To a first approximation, IP law is so maximalist that the answer to 'can I do
X' is always 'no'. I used to occasionally do copyright clearance for photos
for WP, and it was a nightmare. A single photo would take months for all the
back and forth, and that didn't even involve money.

> I find myself wondering if it might be worth spending some resources
> reaching out to independent comics creators to get copies of their source
> files, which will often have consistent methods of organization and labeling
> across hundreds of pages, as well as machine-readable text, and building a
> new dataset or expanding existing ones.

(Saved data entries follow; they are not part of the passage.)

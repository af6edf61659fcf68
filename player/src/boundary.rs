/// Top-level error boundary.
///
/// Background work is run through [`ErrorBoundary::spawn`]; if it returns an
/// error or panics, the failure is logged and published on the bus as
/// [`AppEvent::AppError`] so the application can show it. The boundary is a
/// plain value built by the entry point; it installs no global hooks.
use std::any::Any;
use std::future::Future;

use tokio::task::JoinHandle;

use crate::bus::SignalBus;
use crate::event::{AppEvent, ErrorReport};

#[derive(Debug, Clone)]
pub struct ErrorBoundary {
    bus: SignalBus,
}

impl ErrorBoundary {
    pub fn new(bus: SignalBus) -> Self {
        Self { bus }
    }

    /// Runs `task` in the background and reports how it failed, if it does.
    ///
    /// The returned handle resolves after the task finished and any report
    /// was published.
    pub fn spawn<F>(&self, context: &'static str, task: F) -> JoinHandle<()>
    where
        F: Future<Output = anyhow::Result<()>> + Send + 'static,
    {
        let boundary = self.clone();
        let inner = tokio::spawn(task);
        tokio::spawn(async move {
            match inner.await {
                Ok(Ok(())) => log::debug!("{context} finished"),
                Ok(Err(e)) => boundary.report(context, &e).await,
                Err(e) if e.is_panic() => boundary.report_panic(context, e.into_panic()).await,
                Err(_) => log::debug!("{context} was cancelled"),
            }
        })
    }

    /// Logs `error` and publishes it. Used for errors caught inline.
    pub async fn report(&self, context: &str, error: &anyhow::Error) {
        self.publish(ErrorReport {
            context: context.to_string(),
            message: format!("{error:?}"),
        })
        .await;
    }

    async fn report_panic(&self, context: &str, payload: Box<dyn Any + Send>) {
        self.publish(ErrorReport {
            context: context.to_string(),
            message: format!("panicked: {}", panic_message(payload.as_ref())),
        })
        .await;
    }

    async fn publish(&self, report: ErrorReport) {
        log::error!("Unhandled error in {}: {}", report.context, report.message);
        if !self.bus.publish(AppEvent::AppError(report)).await {
            log::debug!("Notification bus closed; error report dropped");
        }
    }
}

fn panic_message(payload: &(dyn Any + Send)) -> &str {
    if let Some(s) = payload.downcast_ref::<&str>() {
        *s
    } else if let Some(s) = payload.downcast_ref::<String>() {
        s.as_str()
    } else {
        "non-string panic payload"
    }
}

They will charge too much, refuse to license appropriately, take months to
decide, ignore you, be confused about what they are agreeing to, may not have
copies, it'll be very messy data if you can convert the formats at all to a
common format (necessary if you hope anyone will ever use it) and after
spending a ton of money and time, you'll have a small dataset a few orders of
magnitude smaller (and much less proportionately diverse) than Jin's Getchu,
COMICS, nico-opendata, Danbooru2017, 'Quick, Draw!', etc. NN OCR is also
pretty good these days so the benefit of the raw source files might not be so
great either, and it won't have the stroke-level data of 'Quick, Draw!'.